While thousands of patients are now receiving new innovative treatments for arthritis, diabetes, cardiovascular disease and chronic liver disease, thanks to successful innovations, the report outlines the significant barriers that stand in innovators’ paths.

The case studies reveal common themes:

  • Providers need to be able to select and tailor innovations that deliver the greatest value given local challenges and work in the local context.
  • Fragmentation of NHS services remains a barrier to adoption and spread of innovation, making it harder to develop shared approaches and transmit learning across sites.
  • New innovations may appear simple to introduce but can have a domino effect – triggering a series of changes to diagnosis and treatment, revealing new patient needs and resulting in big changes to staff and patient roles. That’s why staff need time and resources to implement them.
  • As long as the NHS sets aside less than 0.1% of available resources for the adoption and spread of innovation, a small fraction of the funds available for innovation itself, the NHS’s operating units will struggle to adopt large numbers of innovations and rapidly improve productivity.

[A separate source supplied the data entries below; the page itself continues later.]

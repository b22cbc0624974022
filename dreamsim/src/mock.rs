//! Mock DREAM camera-controller server
//!
//! Accepts one client at a time over TCP, answers every command with an
//! acknowledgement and sends periodic status telemetry. Data-product
//! announcements are sent on demand. Faults can be injected to exercise the
//! CSC's timeout and reconnect handling.

use std::io::{BufReader, ErrorKind, Write};
use std::net::{SocketAddr, TcpListener, TcpStream};
use std::sync::atomic::{AtomicBool, AtomicU64, Ordering};
use std::sync::{Arc, Mutex, MutexGuard, PoisonError};
use std::thread::{self, JoinHandle};
use std::time::{Duration, Instant};

use log::{debug, info, warn};
use serde_json::{json, Map, Value};

use dreamproto::{
    decode_command, encode_line, now_unix, read_line_limited, Acknowledgement, Command,
    CommandKind, DataProductAnnouncement, DreamError, DreamResult, LineRead, ResponseCode,
    ServerId, TelemetryMessage, WeatherInfo, MAX_MESSAGE_SIZE,
};

const POLL_INTERVAL: Duration = Duration::from_millis(50);

fn lock<T>(mutex: &Mutex<T>) -> MutexGuard<'_, T> {
    mutex.lock().unwrap_or_else(PoisonError::into_inner)
}

/// Mock server configuration
#[derive(Debug, Clone)]
pub struct MockConfig {
    pub id: ServerId,
    /// Address to listen on; port 0 picks a free port
    pub address: String,
    /// Interval between status telemetry messages; zero disables them
    pub status_interval: Duration,
}

impl MockConfig {
    pub fn local(id: ServerId) -> Self {
        Self {
            id,
            address: "127.0.0.1:0".to_string(),
            status_interval: Duration::from_secs(2),
        }
    }
}

/// Instrument state as changed by the commands received
#[derive(Debug, Clone, Default, PartialEq)]
pub struct MockState {
    pub hatch_open: bool,
    pub ready_for_data: bool,
    pub stopped: bool,
    pub weather: Option<WeatherInfo>,
    pub archived_count: u32,
    pub commands_received: u64,
    pub last_command: Option<String>,
}

/// Misbehaviour to inject
#[derive(Debug, Clone, Default)]
pub struct Faults {
    /// Wait this long before acknowledging
    pub ack_delay: Duration,
    /// Never acknowledge
    pub drop_acks: bool,
    /// Acknowledge with this response instead of the real one
    pub response: Option<ResponseCode>,
}

struct MockShared {
    config: MockConfig,
    state: Mutex<MockState>,
    faults: Mutex<Faults>,
    running: AtomicBool,
    /// Writing half of the current client connection
    client: Mutex<Option<TcpStream>>,
    connections: AtomicU64,
}

impl MockShared {
    fn id(&self) -> ServerId {
        self.config.id
    }

    fn write_line(&self, line: &[u8]) -> DreamResult<()> {
        let mut client = lock(&self.client);
        match client.as_mut() {
            Some(stream) => {
                stream.write_all(line)?;
                stream.flush()?;
                Ok(())
            }
            None => Err(DreamError::protocol("no client connected")),
        }
    }

    fn send_telemetry(&self, telemetry: &TelemetryMessage) -> DreamResult<()> {
        debug!("Mock {} sending {} telemetry", self.id(), telemetry.name());
        self.write_line(&encode_line(telemetry)?)
    }

    fn status_parameters(&self) -> Map<String, Value> {
        let state = lock(&self.state);
        let status = json!({
            "server": self.id(),
            "hatch_open": state.hatch_open,
            "ready_for_data": state.ready_for_data,
            "stopped": state.stopped,
            "archived_count": state.archived_count,
            "commands_received": state.commands_received,
            "safe_observing_conditions": state
                .weather
                .map(|w| w.safe_observing_conditions)
                .unwrap_or(false),
        });
        match status {
            Value::Object(map) => map,
            _ => Map::new(),
        }
    }

    /// Apply a command to the instrument state
    fn process_command(&self, command: &Command) -> ResponseCode {
        let mut state = lock(&self.state);
        state.commands_received += 1;
        state.last_command = Some(command.name().to_string());

        match &command.kind {
            CommandKind::Resume => {
                state.stopped = false;
            }
            CommandKind::OpenHatch => {
                state.hatch_open = true;
            }
            CommandKind::CloseHatch => {
                state.hatch_open = false;
            }
            CommandKind::Stop => {
                state.stopped = true;
                state.hatch_open = false;
            }
            CommandKind::ReadyForData { ready } => {
                state.ready_for_data = *ready;
            }
            CommandKind::DataArchived => {
                state.archived_count += 1;
            }
            CommandKind::SetWeatherInfo { weather_info } => {
                if weather_info.validate().is_err() {
                    return ResponseCode::Error(2);
                }
                state.weather = Some(*weather_info);
            }
        }
        ResponseCode::Ok
    }

    fn acknowledge(&self, cmd_id: u32, time_command_received: f64, response: ResponseCode) {
        let faults = lock(&self.faults).clone();
        if faults.drop_acks {
            debug!("Mock {} dropping acknowledgement for cmd_id {}", self.id(), cmd_id);
            return;
        }
        if !faults.ack_delay.is_zero() {
            thread::sleep(faults.ack_delay);
        }
        let response = faults.response.unwrap_or(response);
        let ack = Acknowledgement::new(cmd_id, time_command_received, now_unix(), response);
        let result = encode_line(&ack).and_then(|line| self.write_line(&line));
        if let Err(e) = result {
            warn!("Mock {} could not acknowledge cmd_id {}: {}", self.id(), cmd_id, e);
        }
    }

    fn handle_line(&self, line: &[u8]) {
        let time_command_received = now_unix();
        match decode_command(line) {
            Ok(command) => {
                debug!(
                    "Mock {} received {} (cmd_id {})",
                    self.id(),
                    command.name(),
                    command.cmd_id
                );
                let response = self.process_command(&command);
                self.acknowledge(command.cmd_id, time_command_received, response);
            }
            Err(e) => {
                let cmd_id = serde_json::from_slice::<Value>(line)
                    .ok()
                    .and_then(|value| Command::salvage_cmd_id(&value));
                match cmd_id {
                    Some(cmd_id) => {
                        warn!("Mock {} rejecting cmd_id {}: {}", self.id(), cmd_id, e);
                        self.acknowledge(cmd_id, time_command_received, ResponseCode::Error(1));
                    }
                    None => warn!("Mock {} ignoring unreadable message: {}", self.id(), e),
                }
            }
        }
    }

    fn handle_connection(&self, stream: TcpStream) -> DreamResult<()> {
        stream.set_nodelay(true)?;
        stream.set_read_timeout(Some(POLL_INTERVAL))?;
        *lock(&self.client) = Some(stream.try_clone()?);

        let mut reader = BufReader::new(stream);
        let mut line = Vec::new();
        let mut last_status = Instant::now();
        let status_interval = self.config.status_interval;

        while self.running.load(Ordering::SeqCst) {
            if !status_interval.is_zero() && last_status.elapsed() >= status_interval {
                let status = TelemetryMessage::Status(self.status_parameters());
                if let Err(e) = self.send_telemetry(&status) {
                    warn!("Mock {} status telemetry failed: {}", self.id(), e);
                    break;
                }
                last_status = Instant::now();
            }

            match read_line_limited(&mut reader, &mut line) {
                Ok(LineRead::Complete) => {
                    self.handle_line(&line);
                    line.clear();
                }
                Ok(LineRead::Eof) => {
                    info!("Mock {} client disconnected", self.id());
                    break;
                }
                Ok(LineRead::Truncated) => break,
                Ok(LineRead::Oversized) => {
                    warn!(
                        "Mock {} dropping client after a line over {} bytes",
                        self.id(),
                        MAX_MESSAGE_SIZE
                    );
                    break;
                }
                // Partial lines stay in the buffer until the rest arrives
                Err(e) if matches!(e.kind(), ErrorKind::WouldBlock | ErrorKind::TimedOut) => {}
                Err(e) => {
                    warn!("Mock {} read error: {}", self.id(), e);
                    break;
                }
            }

            if lock(&self.client).is_none() {
                info!("Mock {} dropped its client", self.id());
                break;
            }
        }

        if let Some(stream) = lock(&self.client).take() {
            let _ = stream.shutdown(std::net::Shutdown::Both);
        }
        Ok(())
    }

    fn run(&self, listener: TcpListener) {
        while self.running.load(Ordering::SeqCst) {
            match listener.accept() {
                Ok((stream, peer_addr)) => {
                    info!("Mock {} accepted connection from {}", self.id(), peer_addr);
                    self.connections.fetch_add(1, Ordering::SeqCst);
                    if let Err(e) = stream
                        .set_nonblocking(false)
                        .map_err(DreamError::from)
                        .and_then(|_| self.handle_connection(stream))
                    {
                        warn!("Mock {} connection error: {}", self.id(), e);
                    }
                }
                Err(e) if e.kind() == ErrorKind::WouldBlock => {
                    thread::sleep(POLL_INTERVAL);
                }
                Err(e) => {
                    warn!("Mock {} accept error: {}", self.id(), e);
                    thread::sleep(POLL_INTERVAL);
                }
            }
        }
        info!("Mock {} stopped", self.id());
    }
}

/// A running mock DREAM server
pub struct MockDream {
    shared: Arc<MockShared>,
    local_addr: SocketAddr,
    handle: Option<JoinHandle<()>>,
}

impl MockDream {
    /// Bind and start serving on a background thread
    pub fn start(config: MockConfig) -> DreamResult<Self> {
        let listener = TcpListener::bind(&config.address)?;
        listener.set_nonblocking(true)?;
        let local_addr = listener.local_addr()?;
        info!("Mock {} listening on {}", config.id, local_addr);

        let shared = Arc::new(MockShared {
            config,
            state: Mutex::new(MockState::default()),
            faults: Mutex::new(Faults::default()),
            running: AtomicBool::new(true),
            client: Mutex::new(None),
            connections: AtomicU64::new(0),
        });

        let thread_shared = Arc::clone(&shared);
        let handle = thread::Builder::new()
            .name(format!("mock-{}", thread_shared.id()))
            .spawn(move || thread_shared.run(listener))?;

        Ok(Self {
            shared,
            local_addr,
            handle: Some(handle),
        })
    }

    pub fn id(&self) -> ServerId {
        self.shared.id()
    }

    pub fn local_addr(&self) -> SocketAddr {
        self.local_addr
    }

    pub fn port(&self) -> u16 {
        self.local_addr.port()
    }

    pub fn state(&self) -> MockState {
        lock(&self.shared.state).clone()
    }

    pub fn set_faults(&self, faults: Faults) {
        *lock(&self.shared.faults) = faults;
    }

    pub fn is_client_connected(&self) -> bool {
        lock(&self.shared.client).is_some()
    }

    /// Number of client connections accepted so far
    pub fn connections(&self) -> u64 {
        self.shared.connections.load(Ordering::SeqCst)
    }

    /// Wait until a client is connected
    pub fn wait_for_client(&self, timeout: Duration) -> bool {
        let start = Instant::now();
        while start.elapsed() < timeout {
            if self.is_client_connected() {
                return true;
            }
            thread::sleep(Duration::from_millis(10));
        }
        self.is_client_connected()
    }

    /// Announce new data products to the connected client
    pub fn announce_data_products(&self, announcement: DataProductAnnouncement) -> DreamResult<()> {
        self.shared
            .send_telemetry(&TelemetryMessage::SetNewDataProducts(announcement))
    }

    /// Send a status telemetry message now
    pub fn send_status(&self) -> DreamResult<()> {
        let status = TelemetryMessage::Status(self.shared.status_parameters());
        self.shared.send_telemetry(&status)
    }

    /// Write raw bytes to the client, bypassing the encoder
    pub fn send_raw(&self, data: &[u8]) -> DreamResult<()> {
        self.shared.write_line(data)
    }

    /// Drop the current client connection; the server keeps listening
    pub fn disconnect_client(&self) {
        if let Some(stream) = lock(&self.shared.client).take() {
            let _ = stream.shutdown(std::net::Shutdown::Both);
        }
    }

    /// Stop listening and close any client connection
    pub fn stop(&mut self) {
        self.shared.running.store(false, Ordering::SeqCst);
        self.disconnect_client();
        if let Some(handle) = self.handle.take() {
            let _ = handle.join();
        }
    }
}

impl Drop for MockDream {
    fn drop(&mut self) {
        self.stop();
    }
}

Full report: Adoption and spread of innovation in the NHS

 

Growing innovative models of health, care and support for adults

This briefing explains that innovative, often small-scale models of health, social care and support for adults could be scaled up to benefit as many people as possible | Social Care Institute for Excellence

Based on research conducted during the spring of 2017, this briefing from the Social Care Institute for Excellence offers the following key messages:

  • Innovation is needed more than ever as challenges grow. Innovation does not only mean technological breakthroughs or large restructures. New and better ways of delivering relationship-based care are needed, and already exist, but are inconsistently implemented or poorly scaled.

 

  • For innovation to flourish,  better ways to help people bring good ideas from the margins into core business need to be found . The keys to success are:
    • a shared ambition to embed person- and community-centred ways of working across the system, using the best available tools and evidence
    • co-production: planning with the people who have the greatest stake in our services from the beginning
    • a new model of leadership which is collaborative and convening
    • investment and commissioning approaches which transfer resources from low quality, low outcomes into approaches which work effectively
    • effective outcomes monitoring and use of data to drive change
    • a willingness to learn from experience.

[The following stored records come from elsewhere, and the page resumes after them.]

#[cfg(test)]
pub(crate) mod tests {
    use super::*;
    use dreamproto::{now_unix, ResponseCode};
    use serde_json::{json, Map};
    use std::collections::HashSet;
    use std::sync::atomic::AtomicBool;
    use std::sync::mpsc::{self, Receiver};
    use std::time::Instant;

    /// Test side of an in-memory connection
    pub(crate) struct MockLink {
        pub commands: Receiver<Command>,
        pub incoming: Sender<Option<Incoming>>,
    }

    impl MockLink {
        pub fn ack(&self, cmd: &Command, response: ResponseCode) {
            let now = now_unix();
            let ack = Acknowledgement::new(cmd.cmd_id, now, now, response);
            let _ = self.incoming.send(Some(Incoming::Ack(ack)));
        }

        /// Acknowledge every command with `response` until the link closes
        pub fn auto_ack(self, response: ResponseCode) -> JoinHandle<Vec<Command>> {
            thread::spawn(move || {
                let mut seen = Vec::new();
                while let Ok(cmd) = self.commands.recv() {
                    self.ack(&cmd, response.clone());
                    seen.push(cmd);
                }
                seen
            })
        }

        pub fn close(&self) {
            let _ = self.incoming.send(None);
        }
    }

    struct ChannelSender {
        commands: Sender<Command>,
        incoming: Sender<Option<Incoming>>,
    }

    impl MessageSender for ChannelSender {
        fn send(&mut self, command: &Command) -> DreamResult<()> {
            self.commands
                .send(command.clone())
                .map_err(|e| DreamError::Channel(e.to_string()))
        }

        fn shutdown(&mut self) -> DreamResult<()> {
            let _ = self.incoming.send(None);
            Ok(())
        }
    }

    struct ChannelReceiver {
        incoming: Receiver<Option<Incoming>>,
    }

    impl MessageReceiver for ChannelReceiver {
        fn receive(&mut self) -> DreamResult<Option<Incoming>> {
            Ok(self.incoming.recv().unwrap_or(None))
        }
    }

    pub(crate) struct MockConnector {
        links: Mutex<Sender<MockLink>>,
        pub refuse: Arc<AtomicBool>,
    }

    impl MockConnector {
        pub fn new() -> (Self, Receiver<MockLink>) {
            let (tx, rx) = mpsc::channel();
            let connector = Self {
                links: Mutex::new(tx),
                refuse: Arc::new(AtomicBool::new(false)),
            };
            (connector, rx)
        }
    }

    impl Connector for MockConnector {
        fn connect(&self) -> DreamResult<(Box<dyn MessageSender>, Box<dyn MessageReceiver>)> {
            if self.refuse.load(Ordering::SeqCst) {
                return Err(DreamError::Io(std::io::Error::new(
                    std::io::ErrorKind::ConnectionRefused,
                    "refused",
                )));
            }
            let (cmd_tx, cmd_rx) = mpsc::channel();
            let (in_tx, in_rx) = mpsc::channel();
            lock(&self.links)
                .send(MockLink {
                    commands: cmd_rx,
                    incoming: in_tx.clone(),
                })
                .map_err(|e| DreamError::Channel(e.to_string()))?;
            let sender: Box<dyn MessageSender> = Box::new(ChannelSender {
                commands: cmd_tx,
                incoming: in_tx,
            });
            let receiver: Box<dyn MessageReceiver> = Box::new(ChannelReceiver { incoming: in_rx });
            Ok((sender, receiver))
        }

        fn describe(&self) -> String {
            "mock server".to_string()
        }
    }

    pub(crate) fn test_config() -> ConnectionConfig {
        ConnectionConfig {
            ack_timeout: Duration::from_millis(300),
            reconnect_delay_init: Duration::from_millis(10),
            reconnect_delay_max: Duration::from_millis(40),
            ..ConnectionConfig::default()
        }
    }

    fn connected_client(
        config: ConnectionConfig,
    ) -> (CameraClient, Receiver<MockLink>, Receiver<GatewayEvent>, Arc<AtomicBool>) {
        let (connector, links) = MockConnector::new();
        let refuse = Arc::clone(&connector.refuse);
        let (events_tx, events) = mpsc::channel();
        let client = CameraClient::new(ServerId::N, Box::new(connector), config, events_tx);
        client.connect().unwrap();
        (client, links, events, refuse)
    }

    fn next_link(links: &Receiver<MockLink>) -> MockLink {
        links.recv_timeout(Duration::from_secs(2)).unwrap()
    }

    #[test]
    fn test_command_acknowledged() {
        let (client, links, _events, _) = connected_client(test_config());
        let server = next_link(&links).auto_ack(ResponseCode::Ok);

        let ack = client.resume().unwrap();
        assert!(ack.is_ok());
        assert!(ack.time_ack_sent >= ack.time_command_received);
        client.ready_for_data(false).unwrap();
        assert_eq!(client.outstanding(), 0);

        client.disconnect();
        assert!(!client.is_connected());
        let seen = server.join().unwrap();
        assert_eq!(seen[0].kind, CommandKind::Resume);
        assert_eq!(seen[1].kind, CommandKind::ReadyForData { ready: false });
        assert_ne!(seen[0].cmd_id, seen[1].cmd_id);
    }

    #[test]
    fn test_rejected_response() {
        let (client, links, _events, _) = connected_client(test_config());
        let _server = next_link(&links).auto_ack(ResponseCode::Error(2));

        match client.open_hatch() {
            Err(DreamError::Rejected {
                command, response, ..
            }) => {
                assert_eq!(command, "openHatch");
                assert_eq!(response, ResponseCode::Error(2));
            }
            other => panic!("unexpected result {:?}", other),
        }
        // send_command does not interpret the response
        let ack = client.send_command(CommandKind::Stop).unwrap();
        assert_eq!(ack.response, ResponseCode::Error(2));
    }

    #[test]
    fn test_ack_timeout() {
        let (client, links, _events, _) = connected_client(test_config());
        let link = next_link(&links);

        let start = Instant::now();
        let result = client.close_hatch();
        let elapsed = start.elapsed();
        assert!(matches!(
            result,
            Err(DreamError::AckTimeout { command: "closeHatch", timeout_ms: 300, .. })
        ));
        assert!(elapsed >= Duration::from_millis(300));
        assert!(elapsed < Duration::from_secs(2));
        assert_eq!(client.outstanding(), 0);

        // A late acknowledgement is ignored
        let cmd = link.commands.recv().unwrap();
        link.ack(&cmd, ResponseCode::Ok);
        assert!(client.is_connected());
    }

    #[test]
    fn test_out_of_order_acks() {
        let (client, links, _events, _) = connected_client(ConnectionConfig {
            ack_timeout: Duration::from_secs(2),
            ..test_config()
        });
        let client = Arc::new(client);
        let link = next_link(&links);

        let c1 = Arc::clone(&client);
        let first = thread::spawn(move || c1.resume());
        let cmd1 = link.commands.recv().unwrap();
        let c2 = Arc::clone(&client);
        let second = thread::spawn(move || c2.stop());
        let cmd2 = link.commands.recv().unwrap();

        link.ack(&cmd2, ResponseCode::Ok);
        link.ack(&cmd1, ResponseCode::Error(1));

        assert!(second.join().unwrap().is_ok());
        assert!(matches!(first.join().unwrap(), Err(DreamError::Rejected { .. })));
    }

    #[test]
    fn test_unique_cmd_ids() {
        let (client, links, _events, _) = connected_client(test_config());
        let server = next_link(&links).auto_ack(ResponseCode::Ok);
        let client = Arc::new(client);

        let workers: Vec<_> = (0..4)
            .map(|_| {
                let client = Arc::clone(&client);
                thread::spawn(move || {
                    for _ in 0..10 {
                        client.data_archived().unwrap();
                    }
                })
            })
            .collect();
        for worker in workers {
            worker.join().unwrap();
        }
        client.disconnect();

        let seen = server.join().unwrap();
        let ids: HashSet<u32> = seen.iter().map(|c| c.cmd_id).collect();
        assert_eq!(seen.len(), 40);
        assert_eq!(ids.len(), 40);
    }

    #[test]
    fn test_telemetry_surfaced() {
        let (client, links, events, _) = connected_client(test_config());
        let link = next_link(&links);

        let mut parameters = Map::new();
        parameters.insert("temperature".to_string(), json!(12.5));
        link.incoming
            .send(Some(Incoming::Telemetry(TelemetryMessage::Status(parameters.clone()))))
            .unwrap();

        match events.recv_timeout(Duration::from_secs(1)).unwrap() {
            GatewayEvent::Status { server, parameters: p } => {
                assert_eq!(server, ServerId::N);
                assert_eq!(p, parameters);
            }
            other => panic!("unexpected event {:?}", other),
        }
        drop(client);
    }

    #[test]
    fn test_connection_loss_fails_outstanding_and_reconnects() {
        let (client, links, events, _) = connected_client(ConnectionConfig {
            ack_timeout: Duration::from_secs(2),
            ..test_config()
        });
        let client = Arc::new(client);
        let link = next_link(&links);

        let c = Arc::clone(&client);
        let waiter = thread::spawn(move || {
            let start = Instant::now();
            (c.resume(), start.elapsed())
        });
        link.commands.recv().unwrap();
        link.close();

        let (result, elapsed) = waiter.join().unwrap();
        assert!(matches!(result, Err(DreamError::ConnectionLost(ServerId::N))));
        assert!(elapsed < Duration::from_secs(1));

        assert_eq!(
            events.recv_timeout(Duration::from_secs(1)).unwrap(),
            GatewayEvent::Disconnected {
                server: ServerId::N,
                failed_commands: 1
            }
        );
        let relink = next_link(&links);
        assert!(matches!(
            events.recv_timeout(Duration::from_secs(1)).unwrap(),
            GatewayEvent::Reconnected { server: ServerId::N, .. }
        ));

        let _server = relink.auto_ack(ResponseCode::Ok);
        assert!(client.resume().is_ok());
    }

    #[test]
    fn test_reconnect_gives_up() {
        let config = ConnectionConfig {
            reconnect_max_retries: 2,
            ..test_config()
        };
        let (client, links, events, refuse) = connected_client(config);
        let link = next_link(&links);

        refuse.store(true, Ordering::SeqCst);
        link.close();

        assert!(matches!(
            events.recv_timeout(Duration::from_secs(1)).unwrap(),
            GatewayEvent::Disconnected { .. }
        ));
        assert_eq!(
            events.recv_timeout(Duration::from_secs(1)).unwrap(),
            GatewayEvent::ReconnectFailed {
                server: ServerId::N,
                attempts: 2
            }
        );
        assert!(!client.is_connected());
        assert!(matches!(client.resume(), Err(DreamError::NotConnected(ServerId::N))));

        // An explicit connect starts over once the reader has exited
        refuse.store(false, Ordering::SeqCst);
        thread::sleep(Duration::from_millis(100));
        client.connect().unwrap();
        assert!(client.is_connected());
    }

    #[test]
    fn test_not_connected() {
        let (connector, _links) = MockConnector::new();
        let (events_tx, _events) = mpsc::channel();
        let client = CameraClient::new(ServerId::C, Box::new(connector), test_config(), events_tx);
        assert!(matches!(client.stop(), Err(DreamError::NotConnected(ServerId::C))));
        assert_eq!(client.outstanding(), 0);
    }

    #[test]
    fn test_invalid_weather_not_sent() {
        let (client, links, _events, _) = connected_client(test_config());
        let link = next_link(&links);
        let weather = WeatherInfo {
            humidity: 150.0,
            ..WeatherInfo::unsafe_default()
        };
        assert!(matches!(
            client.set_weather_info(weather),
            Err(DreamError::Validation(_))
        ));
        assert!(link.commands.try_recv().is_err());
    }

    #[test]
    fn test_disconnect_stops_reconnect() {
        let (client, links, events, _) = connected_client(test_config());
        let _link = next_link(&links);
        client.disconnect();
        assert!(!client.is_connected());
        // Deliberate disconnects are not reported as connection loss
        assert!(events.recv_timeout(Duration::from_millis(100)).is_err());
        assert!(links.recv_timeout(Duration::from_millis(100)).is_err());
    }
}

The report also has a series of recommendations for Local and National Government.

Full report: Growing innovative models of health, care and support for adults

 

The effect of good people management

This report illustrates the effect of good people management with an analysis of the NHS | What Works Centre for Wellbeing

This report found Trusts that made the most extensive use of good people management practices were over three times more likely to have the lowest levels of staff sickness absence and at least four times more likely to have the most satisfied patients.

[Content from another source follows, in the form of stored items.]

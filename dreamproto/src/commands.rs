//! Command definitions for DREAM
//!
//! Commands are sent from the CSC to a DREAM server, one JSON object per
//! command. Every command must be acknowledged by the server.

use serde::{Deserialize, Serialize};
use serde_json::{json, Value};

use crate::error::DreamError;
use crate::types::now_unix;
use crate::weather::WeatherInfo;

/// Operational commands understood by the DREAM servers
#[derive(Debug, Clone, PartialEq)]
pub enum CommandKind {
    /// Resume normal operations
    Resume,
    OpenHatch,
    CloseHatch,
    /// Stop operations and close the hatch
    Stop,
    /// Whether the observatory is ready to receive data products
    ReadyForData { ready: bool },
    /// The last announced data products have been archived
    DataArchived,
    SetWeatherInfo { weather_info: WeatherInfo },
}

impl CommandKind {
    /// Command name used on the wire
    pub fn name(&self) -> &'static str {
        match self {
            CommandKind::Resume => "resume",
            CommandKind::OpenHatch => "openHatch",
            CommandKind::CloseHatch => "closeHatch",
            CommandKind::Stop => "stop",
            CommandKind::ReadyForData { .. } => "readyForData",
            CommandKind::DataArchived => "dataArchived",
            CommandKind::SetWeatherInfo { .. } => "setWeatherInfo",
        }
    }

    fn parameters(&self) -> Option<Value> {
        match self {
            CommandKind::ReadyForData { ready } => Some(json!({ "ready": ready })),
            CommandKind::SetWeatherInfo { weather_info } => {
                Some(json!({ "weather_info": weather_info }))
            }
            _ => None,
        }
    }

    fn from_wire(name: &str, parameters: Option<Value>) -> Result<Self, DreamError> {
        let kind = match name {
            "resume" => CommandKind::Resume,
            "openHatch" => CommandKind::OpenHatch,
            "closeHatch" => CommandKind::CloseHatch,
            "stop" => CommandKind::Stop,
            "dataArchived" => CommandKind::DataArchived,
            "readyForData" => {
                let ready = parameter(name, &parameters, "ready")?
                    .as_bool()
                    .ok_or_else(|| {
                        DreamError::protocol("readyForData parameter ready must be a boolean")
                    })?;
                CommandKind::ReadyForData { ready }
            }
            "setWeatherInfo" => {
                let value = parameter(name, &parameters, "weather_info")?;
                let weather_info: WeatherInfo = serde_json::from_value(value.clone())
                    .map_err(|e| DreamError::protocol(format!("invalid weather_info: {}", e)))?;
                CommandKind::SetWeatherInfo { weather_info }
            }
            other => return Err(DreamError::protocol(format!("unknown command {}", other))),
        };
        Ok(kind)
    }
}

fn parameter<'a>(
    command: &str,
    parameters: &'a Option<Value>,
    key: &str,
) -> Result<&'a Value, DreamError> {
    parameters
        .as_ref()
        .and_then(|p| p.get(key))
        .ok_or_else(|| DreamError::protocol(format!("{} is missing parameter {}", command, key)))
}

/// Flat wire form of a command
#[derive(Debug, Clone, Serialize, Deserialize)]
struct WireCommand {
    command: String,
    cmd_id: u32,
    time_command_sent: f64,
    #[serde(default, skip_serializing_if = "Option::is_none")]
    parameters: Option<Value>,
}

/// A command together with its identifier and send time
#[derive(Debug, Clone, PartialEq, Serialize, Deserialize)]
#[serde(try_from = "WireCommand", into = "WireCommand")]
pub struct Command {
    /// Identifier matched against the acknowledgement
    pub cmd_id: u32,
    /// Float seconds since the UNIX epoch
    pub time_command_sent: f64,
    pub kind: CommandKind,
}

impl Command {
    pub fn new(cmd_id: u32, kind: CommandKind) -> Self {
        Self {
            cmd_id,
            time_command_sent: now_unix(),
            kind,
        }
    }

    pub fn name(&self) -> &'static str {
        self.kind.name()
    }

    /// Extract the command identifier from a message that failed to parse as
    /// a command, so the server can still answer it
    pub fn salvage_cmd_id(value: &Value) -> Option<u32> {
        value
            .get("cmd_id")
            .and_then(Value::as_u64)
            .and_then(|id| u32::try_from(id).ok())
    }
}

impl TryFrom<WireCommand> for Command {
    type Error = DreamError;

    fn try_from(wire: WireCommand) -> Result<Self, Self::Error> {
        let kind = CommandKind::from_wire(&wire.command, wire.parameters)?;
        Ok(Command {
            cmd_id: wire.cmd_id,
            time_command_sent: wire.time_command_sent,
            kind,
        })
    }
}

impl From<Command> for WireCommand {
    fn from(cmd: Command) -> Self {
        WireCommand {
            command: cmd.kind.name().to_string(),
            cmd_id: cmd.cmd_id,
            time_command_sent: cmd.time_command_sent,
            parameters: cmd.kind.parameters(),
        }
    }
}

They were also more than twice as likely to have staff with the highest levels of job satisfaction compared to NHS Trusts that made least use of these practices, and over three times more likely to have staff with the highest levels of engagement.

Full report: Good work, wellbeing and changes in performance outcomes: Illustrating the effects of good people management practices with an analysis of the National Health Service.

Making a reality of the Accelerated Access Review: Improving patient access to breakthrough technologies and treatments

Department of Health

The government has announced a new fast-track route into the NHS for “breakthrough” medicines and technologies. This will speed up the time it takes for patients to benefit from ground-breaking products for conditions such as cancer, dementia and diabetes.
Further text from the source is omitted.